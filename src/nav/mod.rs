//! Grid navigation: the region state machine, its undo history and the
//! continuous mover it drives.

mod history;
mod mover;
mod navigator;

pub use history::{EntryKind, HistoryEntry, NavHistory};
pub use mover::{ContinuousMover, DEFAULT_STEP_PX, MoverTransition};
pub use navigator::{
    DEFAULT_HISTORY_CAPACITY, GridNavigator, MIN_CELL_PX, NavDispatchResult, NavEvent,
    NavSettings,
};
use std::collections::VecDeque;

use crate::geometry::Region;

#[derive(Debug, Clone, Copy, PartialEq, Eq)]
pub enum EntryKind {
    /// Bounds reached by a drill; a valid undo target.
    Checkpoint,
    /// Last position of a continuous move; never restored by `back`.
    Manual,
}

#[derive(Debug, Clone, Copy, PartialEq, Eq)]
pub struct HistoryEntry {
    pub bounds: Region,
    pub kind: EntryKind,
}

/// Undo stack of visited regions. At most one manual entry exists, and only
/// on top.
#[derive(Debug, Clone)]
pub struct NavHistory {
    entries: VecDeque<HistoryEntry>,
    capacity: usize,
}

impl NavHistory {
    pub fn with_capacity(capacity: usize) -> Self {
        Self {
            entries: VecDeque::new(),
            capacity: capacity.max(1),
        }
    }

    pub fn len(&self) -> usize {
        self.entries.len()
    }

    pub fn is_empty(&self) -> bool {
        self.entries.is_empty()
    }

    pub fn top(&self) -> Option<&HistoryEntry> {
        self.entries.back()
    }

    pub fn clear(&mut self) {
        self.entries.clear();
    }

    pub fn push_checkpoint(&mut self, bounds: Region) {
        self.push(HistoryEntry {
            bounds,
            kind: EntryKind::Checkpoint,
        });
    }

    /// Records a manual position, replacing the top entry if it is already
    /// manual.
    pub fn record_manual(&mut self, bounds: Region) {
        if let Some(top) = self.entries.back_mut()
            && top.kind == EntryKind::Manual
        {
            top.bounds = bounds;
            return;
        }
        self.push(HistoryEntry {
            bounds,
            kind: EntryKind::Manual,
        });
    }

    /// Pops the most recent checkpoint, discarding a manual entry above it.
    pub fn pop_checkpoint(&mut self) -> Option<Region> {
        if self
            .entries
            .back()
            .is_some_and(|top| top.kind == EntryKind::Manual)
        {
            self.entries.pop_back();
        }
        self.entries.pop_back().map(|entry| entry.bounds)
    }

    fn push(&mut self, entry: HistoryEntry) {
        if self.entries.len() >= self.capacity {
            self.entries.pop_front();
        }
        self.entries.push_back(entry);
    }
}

========

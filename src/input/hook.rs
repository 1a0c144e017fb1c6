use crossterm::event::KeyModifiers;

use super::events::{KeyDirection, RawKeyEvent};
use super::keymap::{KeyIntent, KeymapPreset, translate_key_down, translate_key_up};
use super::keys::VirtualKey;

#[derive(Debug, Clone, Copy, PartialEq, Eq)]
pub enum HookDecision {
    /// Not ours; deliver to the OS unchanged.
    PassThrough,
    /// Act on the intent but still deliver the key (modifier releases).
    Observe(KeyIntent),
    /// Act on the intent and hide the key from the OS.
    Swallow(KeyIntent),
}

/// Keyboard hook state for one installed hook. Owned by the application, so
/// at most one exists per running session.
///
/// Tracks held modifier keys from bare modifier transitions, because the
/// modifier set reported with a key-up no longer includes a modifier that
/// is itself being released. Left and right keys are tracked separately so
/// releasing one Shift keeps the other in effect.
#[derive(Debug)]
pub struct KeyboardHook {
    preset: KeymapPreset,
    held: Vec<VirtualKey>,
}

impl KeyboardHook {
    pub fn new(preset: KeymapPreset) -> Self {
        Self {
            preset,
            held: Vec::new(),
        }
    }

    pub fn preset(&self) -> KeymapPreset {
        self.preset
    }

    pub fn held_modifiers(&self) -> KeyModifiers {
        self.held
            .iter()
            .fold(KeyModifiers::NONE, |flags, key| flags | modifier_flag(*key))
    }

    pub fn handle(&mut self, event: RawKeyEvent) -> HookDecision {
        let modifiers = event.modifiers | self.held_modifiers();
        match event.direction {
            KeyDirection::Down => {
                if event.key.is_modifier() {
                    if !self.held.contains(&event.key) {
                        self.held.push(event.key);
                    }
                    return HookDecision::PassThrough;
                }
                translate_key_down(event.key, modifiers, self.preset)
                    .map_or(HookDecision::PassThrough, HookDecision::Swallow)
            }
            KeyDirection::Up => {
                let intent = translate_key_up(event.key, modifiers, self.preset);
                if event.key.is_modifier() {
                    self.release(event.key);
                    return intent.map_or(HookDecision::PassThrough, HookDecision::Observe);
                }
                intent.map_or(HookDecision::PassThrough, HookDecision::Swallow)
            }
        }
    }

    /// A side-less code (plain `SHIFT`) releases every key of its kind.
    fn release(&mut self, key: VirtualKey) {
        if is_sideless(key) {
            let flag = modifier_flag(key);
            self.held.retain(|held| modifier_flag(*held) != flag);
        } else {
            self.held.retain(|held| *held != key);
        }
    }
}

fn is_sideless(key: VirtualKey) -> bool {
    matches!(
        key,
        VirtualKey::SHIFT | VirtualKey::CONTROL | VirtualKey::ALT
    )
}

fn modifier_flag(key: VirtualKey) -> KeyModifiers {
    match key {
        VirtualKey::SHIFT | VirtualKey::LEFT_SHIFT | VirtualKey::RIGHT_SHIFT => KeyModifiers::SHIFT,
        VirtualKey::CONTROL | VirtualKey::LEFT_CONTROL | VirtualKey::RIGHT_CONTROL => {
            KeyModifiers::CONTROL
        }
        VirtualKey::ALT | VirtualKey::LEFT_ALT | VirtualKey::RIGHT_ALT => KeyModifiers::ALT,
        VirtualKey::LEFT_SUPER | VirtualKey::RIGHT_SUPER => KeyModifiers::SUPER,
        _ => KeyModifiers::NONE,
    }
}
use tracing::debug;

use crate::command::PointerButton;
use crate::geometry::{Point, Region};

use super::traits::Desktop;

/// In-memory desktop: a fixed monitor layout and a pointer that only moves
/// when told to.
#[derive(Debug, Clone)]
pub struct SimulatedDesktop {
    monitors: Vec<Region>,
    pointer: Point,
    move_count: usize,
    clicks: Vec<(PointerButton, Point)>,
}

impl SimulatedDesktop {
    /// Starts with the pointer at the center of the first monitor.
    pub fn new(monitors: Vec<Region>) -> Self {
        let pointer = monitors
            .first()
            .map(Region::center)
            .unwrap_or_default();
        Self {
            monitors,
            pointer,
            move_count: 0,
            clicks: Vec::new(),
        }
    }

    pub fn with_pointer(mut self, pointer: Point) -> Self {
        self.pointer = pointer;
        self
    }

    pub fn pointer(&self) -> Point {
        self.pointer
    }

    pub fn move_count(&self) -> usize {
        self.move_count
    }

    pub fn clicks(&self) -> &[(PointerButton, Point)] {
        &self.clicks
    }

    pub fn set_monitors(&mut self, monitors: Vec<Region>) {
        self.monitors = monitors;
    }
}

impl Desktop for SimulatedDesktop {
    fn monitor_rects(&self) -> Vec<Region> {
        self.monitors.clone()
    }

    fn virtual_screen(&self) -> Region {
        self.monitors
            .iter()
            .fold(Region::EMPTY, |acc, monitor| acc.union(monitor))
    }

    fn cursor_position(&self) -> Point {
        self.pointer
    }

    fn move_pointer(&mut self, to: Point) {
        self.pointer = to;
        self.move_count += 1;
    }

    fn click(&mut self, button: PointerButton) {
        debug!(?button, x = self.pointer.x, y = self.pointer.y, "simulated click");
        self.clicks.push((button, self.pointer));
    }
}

========

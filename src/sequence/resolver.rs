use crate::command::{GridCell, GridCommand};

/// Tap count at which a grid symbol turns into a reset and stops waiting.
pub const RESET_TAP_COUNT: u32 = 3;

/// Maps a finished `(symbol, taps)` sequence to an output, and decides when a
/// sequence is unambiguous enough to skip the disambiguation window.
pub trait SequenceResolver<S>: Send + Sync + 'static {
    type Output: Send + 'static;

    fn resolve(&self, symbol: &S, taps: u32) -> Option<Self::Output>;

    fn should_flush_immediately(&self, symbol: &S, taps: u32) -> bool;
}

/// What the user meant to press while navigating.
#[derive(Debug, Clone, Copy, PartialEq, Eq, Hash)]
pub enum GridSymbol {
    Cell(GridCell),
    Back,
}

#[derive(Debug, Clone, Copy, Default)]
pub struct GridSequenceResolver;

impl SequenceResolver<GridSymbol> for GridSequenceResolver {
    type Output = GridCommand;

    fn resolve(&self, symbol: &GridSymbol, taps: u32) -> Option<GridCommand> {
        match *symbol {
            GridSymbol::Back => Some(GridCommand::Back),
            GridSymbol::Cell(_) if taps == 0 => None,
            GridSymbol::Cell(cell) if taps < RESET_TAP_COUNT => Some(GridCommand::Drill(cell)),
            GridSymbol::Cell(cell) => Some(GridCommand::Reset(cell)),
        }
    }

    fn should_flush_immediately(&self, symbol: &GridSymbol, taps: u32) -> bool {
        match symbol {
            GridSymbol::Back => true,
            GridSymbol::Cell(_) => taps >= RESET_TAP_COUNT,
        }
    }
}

========

[WORK INSTRUCTION] Every line above in which the word "only" occurs needs to be copied.

[OUTPUT FOR THIS EXERCISE]
/// Undo stack of visited regions. At most one manual entry exists, and only
/// In-memory desktop: a fixed monitor layout and a pointer that only moves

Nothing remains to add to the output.